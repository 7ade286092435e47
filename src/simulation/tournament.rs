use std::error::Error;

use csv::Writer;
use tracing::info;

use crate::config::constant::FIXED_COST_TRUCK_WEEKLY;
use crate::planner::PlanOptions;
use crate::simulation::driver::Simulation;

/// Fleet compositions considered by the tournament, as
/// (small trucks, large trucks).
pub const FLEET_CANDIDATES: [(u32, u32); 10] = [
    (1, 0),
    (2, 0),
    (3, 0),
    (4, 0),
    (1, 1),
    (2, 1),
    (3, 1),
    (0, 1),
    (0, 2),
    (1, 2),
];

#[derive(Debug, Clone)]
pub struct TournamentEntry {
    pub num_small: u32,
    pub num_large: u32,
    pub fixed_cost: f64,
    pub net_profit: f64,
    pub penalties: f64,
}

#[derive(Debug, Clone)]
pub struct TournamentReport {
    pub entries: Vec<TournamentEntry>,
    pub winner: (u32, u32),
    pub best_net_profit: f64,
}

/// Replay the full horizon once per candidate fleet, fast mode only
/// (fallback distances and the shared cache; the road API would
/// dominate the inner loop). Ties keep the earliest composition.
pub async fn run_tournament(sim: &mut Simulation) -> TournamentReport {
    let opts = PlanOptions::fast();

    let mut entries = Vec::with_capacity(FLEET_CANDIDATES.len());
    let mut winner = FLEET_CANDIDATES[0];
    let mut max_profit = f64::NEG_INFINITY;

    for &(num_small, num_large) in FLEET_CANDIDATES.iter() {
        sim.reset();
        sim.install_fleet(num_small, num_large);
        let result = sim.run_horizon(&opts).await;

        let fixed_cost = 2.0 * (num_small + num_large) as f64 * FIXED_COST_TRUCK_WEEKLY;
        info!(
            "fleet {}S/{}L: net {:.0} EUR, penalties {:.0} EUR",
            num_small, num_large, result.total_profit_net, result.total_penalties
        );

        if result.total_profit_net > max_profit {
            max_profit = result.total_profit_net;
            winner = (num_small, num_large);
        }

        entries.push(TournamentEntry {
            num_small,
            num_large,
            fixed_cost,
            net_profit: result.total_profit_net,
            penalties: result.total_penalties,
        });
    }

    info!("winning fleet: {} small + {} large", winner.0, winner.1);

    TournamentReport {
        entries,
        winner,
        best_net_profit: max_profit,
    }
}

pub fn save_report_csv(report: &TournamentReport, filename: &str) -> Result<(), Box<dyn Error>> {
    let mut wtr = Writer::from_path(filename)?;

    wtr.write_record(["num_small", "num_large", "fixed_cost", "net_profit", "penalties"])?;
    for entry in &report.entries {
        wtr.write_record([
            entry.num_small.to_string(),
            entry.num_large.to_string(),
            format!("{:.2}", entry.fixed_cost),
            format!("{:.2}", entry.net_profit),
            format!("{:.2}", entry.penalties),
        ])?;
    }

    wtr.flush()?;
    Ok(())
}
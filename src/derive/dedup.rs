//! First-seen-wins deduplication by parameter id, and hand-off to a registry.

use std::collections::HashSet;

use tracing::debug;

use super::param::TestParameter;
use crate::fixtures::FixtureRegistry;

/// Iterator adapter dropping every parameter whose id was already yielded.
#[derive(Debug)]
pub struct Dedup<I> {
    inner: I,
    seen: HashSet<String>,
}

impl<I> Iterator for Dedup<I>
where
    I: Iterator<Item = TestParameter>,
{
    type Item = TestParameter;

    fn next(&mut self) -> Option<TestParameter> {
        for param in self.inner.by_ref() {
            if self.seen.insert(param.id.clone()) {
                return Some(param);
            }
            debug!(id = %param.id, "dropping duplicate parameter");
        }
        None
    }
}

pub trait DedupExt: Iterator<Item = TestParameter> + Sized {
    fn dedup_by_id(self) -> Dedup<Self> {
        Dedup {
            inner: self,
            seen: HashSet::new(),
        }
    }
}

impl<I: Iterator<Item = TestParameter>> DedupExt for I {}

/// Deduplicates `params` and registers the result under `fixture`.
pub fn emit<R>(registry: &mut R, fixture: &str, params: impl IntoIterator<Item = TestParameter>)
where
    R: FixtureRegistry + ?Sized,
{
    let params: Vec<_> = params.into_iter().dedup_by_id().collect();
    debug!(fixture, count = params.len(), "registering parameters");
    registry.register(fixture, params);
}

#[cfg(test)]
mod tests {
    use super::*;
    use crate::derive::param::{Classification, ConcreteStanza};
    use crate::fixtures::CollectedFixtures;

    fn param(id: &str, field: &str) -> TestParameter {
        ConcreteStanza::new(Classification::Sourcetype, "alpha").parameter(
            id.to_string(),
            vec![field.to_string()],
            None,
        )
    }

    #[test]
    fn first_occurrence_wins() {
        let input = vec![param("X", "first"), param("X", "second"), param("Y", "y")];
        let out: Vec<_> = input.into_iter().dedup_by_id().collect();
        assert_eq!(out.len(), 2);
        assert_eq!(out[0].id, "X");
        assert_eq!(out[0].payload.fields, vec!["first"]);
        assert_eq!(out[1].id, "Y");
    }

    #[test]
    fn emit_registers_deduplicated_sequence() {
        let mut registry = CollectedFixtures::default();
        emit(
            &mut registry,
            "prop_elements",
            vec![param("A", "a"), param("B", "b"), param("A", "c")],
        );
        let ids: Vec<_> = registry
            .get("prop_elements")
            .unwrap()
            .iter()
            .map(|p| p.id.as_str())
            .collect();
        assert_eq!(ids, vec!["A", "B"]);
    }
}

------------------------------------

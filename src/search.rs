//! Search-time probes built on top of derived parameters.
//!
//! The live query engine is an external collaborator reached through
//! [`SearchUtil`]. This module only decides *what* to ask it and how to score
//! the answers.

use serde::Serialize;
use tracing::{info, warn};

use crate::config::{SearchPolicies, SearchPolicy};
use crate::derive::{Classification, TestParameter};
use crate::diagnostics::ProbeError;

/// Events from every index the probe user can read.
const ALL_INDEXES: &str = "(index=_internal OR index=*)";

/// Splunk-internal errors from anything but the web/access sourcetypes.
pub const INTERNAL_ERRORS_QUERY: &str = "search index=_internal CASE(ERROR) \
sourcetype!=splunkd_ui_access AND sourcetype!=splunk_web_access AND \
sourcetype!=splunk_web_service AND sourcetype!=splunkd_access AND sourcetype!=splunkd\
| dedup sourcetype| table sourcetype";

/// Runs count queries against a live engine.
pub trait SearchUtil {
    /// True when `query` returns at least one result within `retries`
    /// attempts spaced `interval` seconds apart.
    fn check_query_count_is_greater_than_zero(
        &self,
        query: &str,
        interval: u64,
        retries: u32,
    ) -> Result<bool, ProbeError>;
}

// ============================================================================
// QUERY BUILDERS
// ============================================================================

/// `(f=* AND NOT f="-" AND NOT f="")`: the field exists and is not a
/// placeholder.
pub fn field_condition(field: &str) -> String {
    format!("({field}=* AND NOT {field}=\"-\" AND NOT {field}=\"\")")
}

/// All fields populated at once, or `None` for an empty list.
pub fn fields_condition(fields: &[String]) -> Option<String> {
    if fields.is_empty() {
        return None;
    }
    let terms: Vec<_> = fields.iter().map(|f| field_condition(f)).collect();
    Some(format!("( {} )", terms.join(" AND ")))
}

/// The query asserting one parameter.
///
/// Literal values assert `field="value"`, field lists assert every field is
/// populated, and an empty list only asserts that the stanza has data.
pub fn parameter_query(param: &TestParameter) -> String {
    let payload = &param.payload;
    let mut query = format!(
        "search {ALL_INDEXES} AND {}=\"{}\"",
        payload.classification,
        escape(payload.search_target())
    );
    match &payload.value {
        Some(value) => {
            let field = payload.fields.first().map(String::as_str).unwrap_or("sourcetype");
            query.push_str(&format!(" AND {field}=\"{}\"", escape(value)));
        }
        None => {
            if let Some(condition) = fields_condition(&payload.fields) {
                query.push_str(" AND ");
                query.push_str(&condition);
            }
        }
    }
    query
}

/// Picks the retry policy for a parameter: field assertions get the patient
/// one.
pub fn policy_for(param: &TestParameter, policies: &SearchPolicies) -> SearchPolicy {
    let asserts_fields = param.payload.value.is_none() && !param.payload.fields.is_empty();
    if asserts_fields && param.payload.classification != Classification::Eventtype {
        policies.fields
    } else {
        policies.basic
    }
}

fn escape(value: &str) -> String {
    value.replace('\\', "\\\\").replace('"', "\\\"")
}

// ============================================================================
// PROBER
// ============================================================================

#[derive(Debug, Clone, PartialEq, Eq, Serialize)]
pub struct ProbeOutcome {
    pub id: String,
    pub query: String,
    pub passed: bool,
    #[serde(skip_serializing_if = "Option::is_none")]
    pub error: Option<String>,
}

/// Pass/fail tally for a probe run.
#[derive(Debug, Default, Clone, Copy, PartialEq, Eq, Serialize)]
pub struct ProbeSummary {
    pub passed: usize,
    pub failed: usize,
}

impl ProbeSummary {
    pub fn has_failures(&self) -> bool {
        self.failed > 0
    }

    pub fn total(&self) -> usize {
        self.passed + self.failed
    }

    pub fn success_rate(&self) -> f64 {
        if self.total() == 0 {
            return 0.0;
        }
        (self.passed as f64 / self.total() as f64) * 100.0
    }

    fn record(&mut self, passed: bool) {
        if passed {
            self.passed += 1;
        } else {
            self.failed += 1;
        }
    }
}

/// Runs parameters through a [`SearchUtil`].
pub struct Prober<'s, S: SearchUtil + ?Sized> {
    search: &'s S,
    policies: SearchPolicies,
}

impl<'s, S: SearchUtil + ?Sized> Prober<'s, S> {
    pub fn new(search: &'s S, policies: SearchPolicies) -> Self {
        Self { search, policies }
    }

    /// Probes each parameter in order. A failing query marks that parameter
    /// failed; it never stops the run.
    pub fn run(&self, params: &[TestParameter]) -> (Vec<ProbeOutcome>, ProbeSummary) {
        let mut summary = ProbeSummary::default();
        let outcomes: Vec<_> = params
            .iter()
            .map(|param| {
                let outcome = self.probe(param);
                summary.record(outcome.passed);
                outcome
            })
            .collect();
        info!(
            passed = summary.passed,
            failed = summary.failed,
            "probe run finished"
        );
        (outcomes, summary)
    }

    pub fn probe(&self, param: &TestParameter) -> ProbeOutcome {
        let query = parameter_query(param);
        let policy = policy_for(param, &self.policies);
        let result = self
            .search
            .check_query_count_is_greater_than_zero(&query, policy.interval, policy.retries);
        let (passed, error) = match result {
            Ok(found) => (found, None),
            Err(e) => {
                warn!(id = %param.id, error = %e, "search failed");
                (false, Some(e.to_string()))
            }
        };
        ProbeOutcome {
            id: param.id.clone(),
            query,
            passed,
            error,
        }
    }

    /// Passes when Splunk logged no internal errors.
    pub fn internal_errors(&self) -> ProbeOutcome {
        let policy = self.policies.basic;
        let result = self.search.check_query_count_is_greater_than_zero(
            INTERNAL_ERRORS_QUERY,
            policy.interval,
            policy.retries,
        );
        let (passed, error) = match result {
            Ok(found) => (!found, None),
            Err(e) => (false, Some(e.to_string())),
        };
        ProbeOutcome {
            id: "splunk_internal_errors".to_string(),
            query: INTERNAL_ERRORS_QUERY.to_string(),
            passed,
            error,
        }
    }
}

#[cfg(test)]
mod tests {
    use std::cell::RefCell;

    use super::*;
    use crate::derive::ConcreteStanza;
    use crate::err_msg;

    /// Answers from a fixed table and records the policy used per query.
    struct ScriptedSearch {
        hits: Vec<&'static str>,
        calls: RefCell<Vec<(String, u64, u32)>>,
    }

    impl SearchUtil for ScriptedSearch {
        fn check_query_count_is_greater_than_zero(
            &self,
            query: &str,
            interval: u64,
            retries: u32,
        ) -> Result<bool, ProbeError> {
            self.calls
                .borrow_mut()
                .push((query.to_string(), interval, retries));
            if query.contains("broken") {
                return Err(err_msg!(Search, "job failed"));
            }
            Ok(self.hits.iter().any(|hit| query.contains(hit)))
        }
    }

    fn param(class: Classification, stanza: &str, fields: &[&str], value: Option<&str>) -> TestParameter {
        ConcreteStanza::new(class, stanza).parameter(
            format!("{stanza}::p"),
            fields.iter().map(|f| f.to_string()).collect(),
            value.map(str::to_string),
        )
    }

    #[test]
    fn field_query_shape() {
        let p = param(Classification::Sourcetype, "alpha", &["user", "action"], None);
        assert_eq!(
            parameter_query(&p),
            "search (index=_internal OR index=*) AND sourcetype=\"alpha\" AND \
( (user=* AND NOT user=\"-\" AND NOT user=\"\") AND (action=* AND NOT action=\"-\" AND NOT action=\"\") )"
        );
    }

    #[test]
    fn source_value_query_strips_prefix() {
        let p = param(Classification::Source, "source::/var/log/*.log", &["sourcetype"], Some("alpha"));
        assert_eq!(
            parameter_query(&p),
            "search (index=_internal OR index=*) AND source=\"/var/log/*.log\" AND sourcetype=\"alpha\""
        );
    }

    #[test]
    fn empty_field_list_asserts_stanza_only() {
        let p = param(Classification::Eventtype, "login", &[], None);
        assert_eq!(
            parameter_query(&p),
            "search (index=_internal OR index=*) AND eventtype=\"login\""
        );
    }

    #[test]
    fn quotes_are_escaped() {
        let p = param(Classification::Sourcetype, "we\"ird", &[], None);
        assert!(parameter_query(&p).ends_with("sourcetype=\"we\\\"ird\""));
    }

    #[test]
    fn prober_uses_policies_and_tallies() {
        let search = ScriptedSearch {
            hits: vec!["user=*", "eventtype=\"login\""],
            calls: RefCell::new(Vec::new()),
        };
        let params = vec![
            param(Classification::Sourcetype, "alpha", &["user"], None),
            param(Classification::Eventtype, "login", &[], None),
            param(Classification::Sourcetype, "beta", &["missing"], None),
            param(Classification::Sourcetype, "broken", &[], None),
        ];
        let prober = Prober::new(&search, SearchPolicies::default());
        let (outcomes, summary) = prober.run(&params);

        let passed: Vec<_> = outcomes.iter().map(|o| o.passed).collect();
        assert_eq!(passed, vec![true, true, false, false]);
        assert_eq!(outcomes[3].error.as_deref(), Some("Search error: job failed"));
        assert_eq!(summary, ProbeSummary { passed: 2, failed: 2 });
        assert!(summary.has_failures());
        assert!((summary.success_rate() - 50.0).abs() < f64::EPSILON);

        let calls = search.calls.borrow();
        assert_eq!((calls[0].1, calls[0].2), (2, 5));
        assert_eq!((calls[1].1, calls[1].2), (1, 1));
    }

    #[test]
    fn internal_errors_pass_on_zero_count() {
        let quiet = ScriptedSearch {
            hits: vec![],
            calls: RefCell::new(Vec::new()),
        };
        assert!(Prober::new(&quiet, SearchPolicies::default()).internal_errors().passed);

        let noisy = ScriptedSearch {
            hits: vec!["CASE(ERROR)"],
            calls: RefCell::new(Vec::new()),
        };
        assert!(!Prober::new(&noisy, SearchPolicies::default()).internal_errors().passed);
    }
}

------------------------------------

(What needs to be done) Could you transcribe the entries above word for word, from the line with "repository 7ade286092435e47" down to the line with "the tournament, as", keeping both?

(Output)
repository 7ade286092435e47
filename src/simulation/tournament.rs
use std::error::Error;

use csv::Writer;
use tracing::info;

use crate::config::constant::FIXED_COST_TRUCK_WEEKLY;
use crate::planner::PlanOptions;
use crate::simulation::driver::Simulation;

/// Fleet compositions considered by the tournament, as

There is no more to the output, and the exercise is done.